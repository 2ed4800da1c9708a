use std::io::Read;

use crate::application::ports::document_extractor::ExtractionError;

/// Largest decompressed payload accepted for `word/document.xml`.
const MAX_XML_ENTRY_BYTES: u64 = 50 * 1024 * 1024;

/// Pull the text runs (`<w:t>`) out of a DOCX archive, inserting a
/// paragraph break at each closing `<w:p>` so document structure
/// survives into chunking.
pub fn extract_docx(bytes: &[u8]) -> Result<String, ExtractionError> {
    let mut archive = zip::ZipArchive::new(std::io::Cursor::new(bytes))
        .map_err(|e| ExtractionError::CorruptedFile(e.to_string()))?;

    let mut document_xml = Vec::new();
    {
        let entry = archive
            .by_name("word/document.xml")
            .map_err(|e| ExtractionError::CorruptedFile(e.to_string()))?;
        entry
            .take(MAX_XML_ENTRY_BYTES)
            .read_to_end(&mut document_xml)
            .map_err(|e| ExtractionError::ExtractionFailed(e.to_string()))?;
        if document_xml.len() as u64 >= MAX_XML_ENTRY_BYTES {
            return Err(ExtractionError::ExtractionFailed(
                "word/document.xml exceeds size limit".to_string(),
            ));
        }
    }

    extract_text_runs(&document_xml)
}

fn extract_text_runs(xml: &[u8]) -> Result<String, ExtractionError> {
    let mut out = String::new();
    let mut reader = quick_xml::Reader::from_reader(xml);
    reader.config_mut().trim_text(true);
    let mut buf = Vec::new();
    let mut in_text_run = false;

    loop {
        match reader.read_event_into(&mut buf) {
            Ok(quick_xml::events::Event::Start(e)) => {
                if e.local_name().as_ref() == b"t" {
                    in_text_run = true;
                }
            }
            Ok(quick_xml::events::Event::Text(text)) if in_text_run => {
                out.push_str(text.unescape().unwrap_or_default().as_ref());
            }
            Ok(quick_xml::events::Event::End(e)) => match e.local_name().as_ref() {
                b"t" => in_text_run = false,
                b"p" => {
                    if !out.ends_with("\n\n") && !out.is_empty() {
                        out.push_str("\n\n");
                    }
                }
                _ => {}
            },
            Ok(quick_xml::events::Event::Eof) => break,
            Err(e) => return Err(ExtractionError::ExtractionFailed(e.to_string())),
            _ => {}
        }
        buf.clear();
    }

    Ok(out.trim().to_string())
}
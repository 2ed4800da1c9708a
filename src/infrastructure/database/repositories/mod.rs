pub mod postgres_chunk_repository;
pub mod postgres_document_repository;
pub mod postgres_query_repository;

pub use postgres_chunk_repository::PostgresChunkRepository;
pub use postgres_document_repository::PostgresDocumentRepository;
pub use postgres_query_repository::PostgresQueryRepository;
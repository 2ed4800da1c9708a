use async_trait::async_trait;
use thiserror::Error;

use crate::domain::entities::QueryRecord;

#[derive(Debug, Error)]
pub enum QueryRepositoryError {
    #[error("database error: {0}")]
    Database(String),
}

#[async_trait]
pub trait QueryRepository: Send + Sync {
    async fn record(&self, query: &QueryRecord) -> Result<(), QueryRepositoryError>;
}
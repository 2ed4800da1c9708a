use diesel::{
    r2d2::{self, ConnectionManager},
    PgConnection,
};
use diesel_migrations::{embed_migrations, EmbeddedMigrations, MigrationHarness};
use thiserror::Error;

pub type DbPool = r2d2::Pool<ConnectionManager<PgConnection>>;
pub type DbConnection = r2d2::PooledConnection<ConnectionManager<PgConnection>>;

pub const MIGRATIONS: EmbeddedMigrations = embed_migrations!("migrations/");

#[derive(Debug, Error)]
pub enum DatabaseError {
    #[error("connection error: {0}")]
    Connection(String),
    #[error("pool error: {0}")]
    Pool(String),
    #[error("migration error: {0}")]
    Migration(String),
}

pub fn create_connection_pool(database_url: &str) -> Result<DbPool, DatabaseError> {
    let manager = ConnectionManager::<PgConnection>::new(database_url);

    r2d2::Pool::builder()
        .max_size(10)
        .min_idle(Some(1))
        .build(manager)
        .map_err(|e| DatabaseError::Pool(e.to_string()))
}

pub fn get_connection_from_pool(pool: &DbPool) -> Result<DbConnection, DatabaseError> {
    pool.get().map_err(|e| DatabaseError::Pool(e.to_string()))
}

pub fn run_migrations(conn: &mut PgConnection) -> Result<(), DatabaseError> {
    conn.run_pending_migrations(MIGRATIONS)
        .map_err(|e| DatabaseError::Migration(e.to_string()))?;
    Ok(())
}
use async_trait::async_trait;
use tokio::sync::{mpsc, Mutex};

use crate::application::ports::ingest_queue::{IngestQueue, IngestQueueError, IngestRequest};

/// In-process ingestion queue. The sender half is the `IngestQueue`
/// port handed to the upload surface; the receiver half is drained by
/// the background worker pool.
pub struct MpscIngestQueue {
    sender: mpsc::UnboundedSender<IngestRequest>,
}

impl MpscIngestQueue {
    pub fn create_pair() -> (Self, IngestQueueReceiver) {
        let (sender, receiver) = mpsc::unbounded_channel();

        (
            Self { sender },
            IngestQueueReceiver {
                receiver: Mutex::new(receiver),
            },
        )
    }
}

#[async_trait]
impl IngestQueue for MpscIngestQueue {
    async fn enqueue(&self, request: IngestRequest) -> Result<(), IngestQueueError> {
        self.sender
            .send(request)
            .map_err(|_| IngestQueueError::Unavailable("queue closed".to_string()))
    }
}

pub struct IngestQueueReceiver {
    receiver: Mutex<mpsc::UnboundedReceiver<IngestRequest>>,
}

impl IngestQueueReceiver {
    /// Next request, or None once every sender is gone.
    pub async fn recv(&self) -> Option<IngestRequest> {
        let mut receiver = self.receiver.lock().await;
        receiver.recv().await
    }
}

#[cfg(test)]
mod tests {
    use super::*;
    use uuid::Uuid;

    #[tokio::test]
    async fn requests_flow_sender_to_receiver_in_order() {
        let (queue, receiver) = MpscIngestQueue::create_pair();
        let first = IngestRequest {
            document_id: Uuid::new_v4(),
            force: false,
        };
        let second = IngestRequest {
            document_id: Uuid::new_v4(),
            force: true,
        };

        queue.enqueue(first).await.unwrap();
        queue.enqueue(second).await.unwrap();

        assert_eq!(receiver.recv().await, Some(first));
        assert_eq!(receiver.recv().await, Some(second));
    }

    #[tokio::test]
    async fn closed_queue_reports_unavailable() {
        let (queue, receiver) = MpscIngestQueue::create_pair();
        drop(receiver);

        let result = queue
            .enqueue(IngestRequest {
                document_id: Uuid::new_v4(),
                force: false,
            })
            .await;
        assert!(matches!(result, Err(IngestQueueError::Unavailable(_))));
    }
}
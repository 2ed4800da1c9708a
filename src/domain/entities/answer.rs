use serde::{Deserialize, Serialize};
use uuid::Uuid;

/// How an answer was produced.
#[derive(Debug, Clone, Copy, PartialEq, Eq, Serialize, Deserialize)]
#[serde(rename_all = "lowercase")]
pub enum AnswerMode {
    /// Answer assembled from retrieved document context.
    Grounded,
    /// Free conversation without document grounding.
    Conversational,
}

impl AnswerMode {
    pub fn as_str(&self) -> &'static str {
        match self {
            AnswerMode::Grounded => "grounded",
            AnswerMode::Conversational => "conversational",
        }
    }

    pub fn parse(value: &str) -> Result<Self, String> {
        match value.to_lowercase().as_str() {
            "grounded" => Ok(AnswerMode::Grounded),
            "conversational" => Ok(AnswerMode::Conversational),
            other => Err(format!("invalid answer mode: {}", other)),
        }
    }
}

/// Binds an in-text `[Source n]` reference to the chunk it points at.
/// `index` is 1-based and matches the numbered header used when the
/// context block was assembled.
#[derive(Debug, Clone, PartialEq, Serialize, Deserialize)]
pub struct Citation {
    pub index: usize,
    pub chunk_id: Uuid,
    pub document_id: Uuid,
    pub document_title: String,
    pub snippet: String,
}

/// Outcome of the question-answering surface. This is always a success
/// payload; internal failures surface as `failure` plus a user-safe
/// `text`, never as a transport error.
#[derive(Debug, Clone, PartialEq, Serialize, Deserialize)]
pub struct Answer {
    pub text: String,
    pub mode: AnswerMode,
    pub citations: Vec<Citation>,
    /// True when no usable context existed for a grounded answer.
    pub insufficient_context: bool,
    /// True when retrieval fell back to the unranked path or the
    /// generation call failed and a stock reply was substituted.
    pub degraded: bool,
    /// Internal error indicator kept for observability.
    pub failure: Option<String>,
}
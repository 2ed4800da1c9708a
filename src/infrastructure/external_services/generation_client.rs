use std::time::Duration;

use async_trait::async_trait;
use reqwest::Client;
use serde::{Deserialize, Serialize};

use crate::application::ports::generation_provider::{
    ChatMessage, GenerationError, GenerationProvider,
};

#[derive(Debug, Clone)]
pub struct GenerationClientConfig {
    pub service_url: String,
    pub model: String,
    pub timeout_secs: u64,
    pub max_retries: u32,
    pub backoff_factor: f64,
}

impl GenerationClientConfig {
    pub fn new(service_url: String, model: String) -> Self {
        Self {
            service_url,
            model,
            timeout_secs: 60,
            max_retries: 2,
            backoff_factor: 1.5,
        }
    }
}

#[derive(Debug, Serialize)]
struct ChatRequestBody<'a> {
    model: &'a str,
    messages: &'a [ChatMessage],
    temperature: f32,
    max_tokens: u32,
}

#[derive(Debug, Deserialize)]
struct ChatResponseBody {
    choices: Vec<ChatChoice>,
}

#[derive(Debug, Deserialize)]
struct ChatChoice {
    message: ChatChoiceMessage,
}

#[derive(Debug, Deserialize)]
struct ChatChoiceMessage {
    content: String,
}

/// Chat-completion client for an OpenAI-compatible endpoint.
#[derive(Debug, Clone)]
pub struct HttpGenerationProvider {
    client: Client,
    config: GenerationClientConfig,
}

impl HttpGenerationProvider {
    pub fn new(config: GenerationClientConfig) -> Result<Self, reqwest::Error> {
        let client = Client::builder()
            .timeout(Duration::from_secs(config.timeout_secs))
            .build()?;

        Ok(Self { client, config })
    }

    async fn execute(
        &self,
        messages: &[ChatMessage],
        temperature: f32,
        max_tokens: u32,
    ) -> Result<String, GenerationError> {
        let body = ChatRequestBody {
            model: &self.config.model,
            messages,
            temperature,
            max_tokens,
        };

        let response = self
            .client
            .post(&self.config.service_url)
            .json(&body)
            .send()
            .await
            .map_err(|e| GenerationError::Network(e.without_url().to_string()))?;

        if !response.status().is_success() {
            return Err(GenerationError::Provider(format!(
                "generation service returned {}",
                response.status()
            )));
        }

        let parsed: ChatResponseBody = response
            .json()
            .await
            .map_err(|e| GenerationError::Provider(e.without_url().to_string()))?;

        let text = parsed
            .choices
            .into_iter()
            .next()
            .map(|choice| choice.message.content)
            .unwrap_or_default();
        if text.trim().is_empty() {
            return Err(GenerationError::EmptyCompletion);
        }
        Ok(text)
    }
}

#[async_trait]
impl GenerationProvider for HttpGenerationProvider {
    async fn complete(
        &self,
        messages: &[ChatMessage],
        temperature: f32,
        max_tokens: u32,
    ) -> Result<String, GenerationError> {
        let mut attempts = 0;
        let mut last_error: Option<GenerationError> = None;

        loop {
            attempts += 1;

            match self.execute(messages, temperature, max_tokens).await {
                Ok(text) => return Ok(text),
                Err(error) => {
                    last_error = Some(error);
                    if attempts > self.config.max_retries {
                        break;
                    }
                    let backoff = Duration::from_millis(
                        (self.config.backoff_factor.powi(attempts as i32 - 1) * 1000.0) as u64,
                    );
                    tokio::time::sleep(backoff).await;
                }
            }
        }

        Err(GenerationError::RetriesExhausted(
            last_error.map(|e| e.to_string()).unwrap_or_default(),
        ))
    }

    fn model_name(&self) -> &str {
        &self.config.model
    }
}
//! Environmental-health monitoring simulation.
//!
//! Generates synthetic water-quality readings and public toilet usage
//! counters, classifies water safety, keeps bounded per-entity histories for
//! charting, and raises an event whenever a water body newly turns
//! contaminated.

pub mod alert;
pub mod analysis;
pub mod config;
pub mod logging;
pub mod model;
pub mod monitor;
pub mod registry;
pub mod simulate;
//! Water safety threshold checking.
//!
//! Combines pH, turbidity and bacteria probability into an integer risk
//! score and maps the score onto a `SafetyStatus`. Bacterial risk counts
//! double. Everything here is pure so it can be tested with fixed inputs.

use crate::model::SafetyStatus;

/// Lower edge of the potable pH band.
pub const PH_MIN_POTABLE: f64 = 6.5;

/// Upper edge of the potable pH band.
pub const PH_MAX_POTABLE: f64 = 8.5;

/// Turbidity above this many NTU counts against the water body.
pub const TURBIDITY_LIMIT_NTU: f64 = 5.0;

/// Bacteria probability above this percentage counts double.
pub const BACTERIA_LIMIT_PCT: u8 = 20;

/// Highest score `safety_score` can return.
pub const MAX_SCORE: u8 = 4;

/// Computes the risk score for one set of measurements.
///
///   +1  pH outside [6.5, 8.5]
///   +1  turbidity > 5 NTU
///   +2  bacteria probability > 20 %
pub fn safety_score(ph: f64, turbidity: f64, bacteria_probability: u8) -> u8 {
    let mut score = 0;
    if ph < PH_MIN_POTABLE || ph > PH_MAX_POTABLE {
        score += 1;
    }
    if turbidity > TURBIDITY_LIMIT_NTU {
        score += 1;
    }
    if bacteria_probability > BACTERIA_LIMIT_PCT {
        score += 2;
    }
    score
}

/// Maps a risk score onto a status: 0–1 Safe, 2 Warning, 3+ Contaminated.
pub fn status_for_score(score: u8) -> SafetyStatus {
    match score {
        0 | 1 => SafetyStatus::Safe,
        2 => SafetyStatus::Warning,
        _ => SafetyStatus::Contaminated,
    }
}

/// Classifies one set of measurements.
pub fn classify(ph: f64, turbidity: f64, bacteria_probability: u8) -> SafetyStatus {
    status_for_score(safety_score(ph, turbidity, bacteria_probability))
}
◇ ◇ ◇ ◇ ◇
◆ **EXERCISE AIM**
Return every line above in which the string "Some" occurs.

◆ **RESPONSE AREA**
        .min_idle(Some(1))
        assert_eq!(receiver.recv().await, Some(first));
        assert_eq!(receiver.recv().await, Some(second));
                    last_error = Some(error);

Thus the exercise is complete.